The Voynich Ninja

Pages: 1 2 3 4

Let's denote probability of "daiin" to occur as "p".

Now, assuming that there are no interdependencies between words, i.e. each next word is independent of the preceding one, the probability would be p*(1-p)*p*(1-p).

The value of p may be taken from some assumption (as e.g. the Zipf's law), or calculated from the actual count of "daiin". If from the actual count, then it's 845/37718 = 2.240e-2, hence the pattern's probability would be 4.78e-4, which related to ~37718 patterns in total yields the expected count of 18,1 versus 18.9 of yours.

Assuming there are interdependencies (which one normally would expect from a meaningful text), we need to somehow estimate them.

(30-03-2018, 10:49 PM)davidjackson Wrote: You are not allowed to view links. Register or Login to view.Biword doesn't exist The technical name word be the reduplicant.

Any chance for it to become Oxford's 2018 word of the year?

Thank you again, Rene and Anton! Once again, discussing things on the forum has been worth the effort.

These are updated graphs for X Y X Z, where Y and Z are different from X but may be identical (so X Y X Y is included here).
I computed the expected occurrences as described by Anton
p*(1-p)*p*(1-p)
using word frequency as an estimate of 'p'
My idea was comparing with a randomly independent arrangement, so I wouldn't go into anything more complex at the moment.

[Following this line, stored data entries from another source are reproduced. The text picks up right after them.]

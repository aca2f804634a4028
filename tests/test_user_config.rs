//! Global config lookup when `GIT_CONFIG_GLOBAL` is not set.
//!
//! These tests point `HOME` and `XDG_CONFIG_HOME` at temporary directories,
//! so they run serially and restore the environment afterwards.

use anyhow::Result;
use default_branch::git::GitCommand;
use serial_test::serial;
use std::ffi::OsString;
use std::fs;
use std::path::Path;
use tempfile::TempDir;

const KEY: &str = "init.defaultBranch";

const ISOLATED_VARS: [&str; 4] = [
    "HOME",
    "XDG_CONFIG_HOME",
    "GIT_CONFIG_GLOBAL",
    "GIT_CONFIG_SYSTEM",
];

/// Restores the variables in `ISOLATED_VARS` when dropped.
struct EnvGuard {
    saved: Vec<(&'static str, Option<OsString>)>,
}

impl EnvGuard {
    fn isolate(home: &Path) -> Self {
        let saved = ISOLATED_VARS
            .iter()
            .map(|name| (*name, std::env::var_os(name)))
            .collect();
        std::env::remove_var("GIT_CONFIG_GLOBAL");
        std::env::remove_var("GIT_CONFIG_SYSTEM");
        std::env::remove_var("XDG_CONFIG_HOME");
        std::env::set_var("HOME", home);
        Self { saved }
    }
}

impl Drop for EnvGuard {
    fn drop(&mut self) {
        for (name, value) in &self.saved {
            match value {
                Some(value) => std::env::set_var(name, value),
                None => std::env::remove_var(name),
            }
        }
    }
}

async fn read_both(key: &str) -> Result<(Option<String>, Option<String>)> {
    let cli = GitCommand::new().config_get_global(key).await?;
    let oxide = GitCommand::new()
        .with_gitoxide(true)
        .config_get_global(key)
        .await?;
    Ok((cli, oxide))
}

#[tokio::test]
#[serial]
async fn test_system_config_is_ignored() -> Result<()> {
    let home = TempDir::new()?;
    let system = TempDir::new()?;
    let system_file = system.path().join("gitconfig");
    fs::write(&system_file, "[init]\n\tdefaultBranch = fromsystem\n")?;

    let _guard = EnvGuard::isolate(home.path());
    std::env::set_var("GIT_CONFIG_SYSTEM", &system_file);

    assert_eq!(read_both(KEY).await?, (None, None));
    Ok(())
}

#[tokio::test]
#[serial]
async fn test_home_gitconfig_overrides_xdg_config() -> Result<()> {
    let home = TempDir::new()?;
    let xdg_dir = home.path().join(".config").join("git");
    fs::create_dir_all(&xdg_dir)?;
    fs::write(
        xdg_dir.join("config"),
        "[init]\n\tdefaultBranch = fromxdg\n",
    )?;
    let _guard = EnvGuard::isolate(home.path());

    let expected = Some("fromxdg".to_string());
    assert_eq!(read_both(KEY).await?, (expected.clone(), expected));

    fs::write(
        home.path().join(".gitconfig"),
        "[init]\n\tdefaultBranch = fromhome\n",
    )?;
    let expected = Some("fromhome".to_string());
    assert_eq!(read_both(KEY).await?, (expected.clone(), expected));
    Ok(())
}

#[tokio::test]
#[serial]
async fn test_xdg_config_home_is_honoured() -> Result<()> {
    let home = TempDir::new()?;
    let xdg = TempDir::new()?;
    fs::create_dir_all(xdg.path().join("git"))?;
    fs::write(
        xdg.path().join("git").join("config"),
        "[init]\n\tdefaultBranch = trunk\n",
    )?;
    let _guard = EnvGuard::isolate(home.path());
    std::env::set_var("XDG_CONFIG_HOME", xdg.path());

    let expected = Some("trunk".to_string());
    assert_eq!(read_both(KEY).await?, (expected.clone(), expected));
    Ok(())
}

#[tokio::test]
#[serial]
async fn test_invalid_utf8_value_is_an_error_on_both_paths() -> Result<()> {
    let home = TempDir::new()?;
    fs::write(
        home.path().join(".gitconfig"),
        b"[init]\n\tdefaultBranch = \xffbad\n",
    )?;
    let _guard = EnvGuard::isolate(home.path());

    assert!(GitCommand::new().config_get_global(KEY).await.is_err());
    assert!(GitCommand::new()
        .with_gitoxide(true)
        .config_get_global(KEY)
        .await
        .is_err());
    Ok(())
}
// Licensed under the Apache License, Version 2.0 or the MIT License.
// SPDX-License-Identifier: Apache-2.0 OR MIT
// Copyright Tock Contributors 2022.

//! Standard error enum for invoking operations

use core::fmt;

/// Standard errors.
///
/// This does not feature any success cases. Operations that can fail return
/// `Result<T, ErrorCode>`.
#[derive(Clone, Copy, Debug, PartialEq, Eq)]
#[repr(usize)]
pub enum ErrorCode {
    // Reserved value, for when "no error" / "success" should be
    // encoded in the same numeric representation as ErrorCode
    //
    // Ok(()) = 0,
    /// Generic failure condition
    FAIL = 1,
    /// Underlying system is busy; retry
    BUSY = 2,
    /// The state requested is already set
    ALREADY = 3,
    /// The component is powered down
    OFF = 4,
    /// Reservation required before use
    RESERVE = 5,
    /// An invalid parameter was passed
    INVAL = 6,
    /// Parameter passed was too large
    SIZE = 7,
    /// Operation canceled by a call
    CANCEL = 8,
    /// Memory required not available
    NOMEM = 9,
    /// Operation is not supported
    NOSUPPORT = 10,
    /// Device is not available
    NODEVICE = 11,
    /// Device is not physically installed
    UNINSTALLED = 12,
    /// Packet transmission not acknowledged
    NOACK = 13,
}

impl fmt::Display for ErrorCode {
    fn fmt(&self, f: &mut fmt::Formatter<'_>) -> fmt::Result {
        let name = match self {
            ErrorCode::FAIL => "FAIL",
            ErrorCode::BUSY => "BUSY",
            ErrorCode::ALREADY => "ALREADY",
            ErrorCode::OFF => "OFF",
            ErrorCode::RESERVE => "RESERVE",
            ErrorCode::INVAL => "INVAL",
            ErrorCode::SIZE => "SIZE",
            ErrorCode::CANCEL => "CANCEL",
            ErrorCode::NOMEM => "NOMEM",
            ErrorCode::NOSUPPORT => "NOSUPPORT",
            ErrorCode::NODEVICE => "NODEVICE",
            ErrorCode::UNINSTALLED => "UNINSTALLED",
            ErrorCode::NOACK => "NOACK",
        };
        f.write_str(name)
    }
}

#[cfg(test)]
mod tests {
    use super::*;

    #[test]
    fn display_names() {
        assert_eq!(format!("{}", ErrorCode::NODEVICE), "NODEVICE");
        assert_eq!(format!("{}", ErrorCode::INVAL), "INVAL");
    }
}
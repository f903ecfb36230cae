// Licensed under the Apache License, Version 2.0 or the MIT License.
// SPDX-License-Identifier: Apache-2.0 OR MIT
// Copyright Tock Contributors 2022.

//! Interfaces for peripherals to their chip.

/// Generic operations that clock-like things are expected to support.
///
/// A peripheral driver holds one of these for the clock that gates its
/// registers, and enables it before first touching the hardware.
pub trait ClockInterface {
    fn is_enabled(&self) -> bool;
    fn enable(&self);
    fn disable(&self);
}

It turned out that the major distortion I introduced was on the "actual" count, where I removed more aggressively than I realized occurrences of the X X' X kind, where X' is similar to X, or of the X Y X Y' kind. Here I have applied no such filtering, and the VMS figures are very different, closer to what Rene said.
The impact of this is considerably more limited on the other languages.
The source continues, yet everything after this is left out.